Money has a way of getting our attention. Not because it is complicated, but because it touches things we care about—safety, control, independence, and worth.

People often think financial stress is a practical problem. Earn more. Plan better. Be more disciplined. Sometimes that helps. Often it doesn’t. Because the problem isn’t the money itself, but the relationship to it.

That relationship usually develops early and goes largely unexamined. Over time, it can harden into patterns that feel obvious and logical, yet difficult to change. Even when someone understands what they’re doing, they may feel stuck doing it.

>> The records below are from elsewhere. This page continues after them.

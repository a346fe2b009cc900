use cosmwasm_std::{Addr, HexBinary, Uint128};
use cw_multi_test::{App, ContractWrapper, Executor};
use gas_relayer::msg::{InstantiateMsg, TrustedRemote};
use lz_endpoint_api::ChainId;

use crate::contract::Contract;

#[derive(Clone)]
pub struct GasRelayerContract {
    pub contract_addr: Addr,
}

impl GasRelayerContract {
    pub fn instantiate_contract(
        app: &mut App,
        admin: Addr,
        endpoint: Addr,
        denom: &str,
        protocol_fee: Uint128,
        delivery_amount: Uint128,
        trusted_remotes: Vec<TrustedRemote>,
    ) -> Self {
        let code = ContractWrapper::new(
            gas_relayer::contract::execute,
            gas_relayer::contract::instantiate,
            gas_relayer::contract::query,
        )
        .with_reply(gas_relayer::contract::reply);
        let code_id = app.store_code(Box::new(code));

        let contract_addr = app
            .instantiate_contract(
                code_id,
                admin.clone(),
                &InstantiateMsg {
                    admin_address: admin.to_string(),
                    endpoint_address: endpoint.to_string(),
                    denom: denom.to_string(),
                    protocol_fee: Some(protocol_fee),
                    delivery_amount,
                    require_trusted_destination: false,
                    trusted_remotes,
                },
                &[],
                "gas_relayer",
                None,
            )
            .unwrap();

        GasRelayerContract { contract_addr }
    }

    pub fn estimate_fee_relay(
        &self,
        app: &App,
        destination_chain_id: ChainId,
        recipient: HexBinary,
    ) -> Uint128 {
        self.query(
            app,
            &gas_relayer::msg::QueryMsg::EstimateFeeRelay {
                destination_chain_id,
                recipient,
            },
        )
        .unwrap()
    }

    pub fn relays_sent(&self, app: &App) -> u64 {
        self.query(app, &gas_relayer::msg::QueryMsg::RelaysSent)
            .unwrap()
    }
}

impl Contract for GasRelayerContract {
    type QMsg = gas_relayer::msg::QueryMsg;
    type ExMsg = gas_relayer::msg::ExecuteMsg;

    fn contract_address(&self) -> &Addr {
        &self.contract_addr
    }
}
use cosmwasm_schema::write_api;
use gas_relayer::contract::MigrateMsg;
use gas_relayer::msg::{ExecuteMsg, InstantiateMsg, QueryMsg};

fn main() {
    write_api! {
        instantiate: InstantiateMsg,
        execute: ExecuteMsg,
        query: QueryMsg,
        migrate: MigrateMsg,
    }
}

Money also plays a powerful role in relationships and marriages. A new level of income, an inheritance, a business taking off, or a sudden loss can quietly change the balance between partners. Roles shift. Expectations change. Old agreements may no longer fit. What once felt equal can start to feel confusing, tense, or unspoken.

Often, these changes aren’t talked about directly. Instead, they show up as conflict, withdrawal, or persistent unease. Money becomes a stand-in for deeper questions about fairness, dependence, power, and trust.

Financial therapy focuses on slowing this process down. Not to give advice or dictate decisions, but to understand what money is doing emotionally and relationally. The work is about noticing reactions—avoidance, control, guilt, resentment—and what they are protecting.

As circumstances change, values can change too. Or they may finally become visible. Therapy offers space to sort out what still matters, what no longer does, and how financial decisions can reflect that more honestly.

The goal is not to eliminate anxiety or achieve certainty. It is to develop a more flexible relationship with money, and a clearer way of talking about it—both with oneself and with the people who matter most.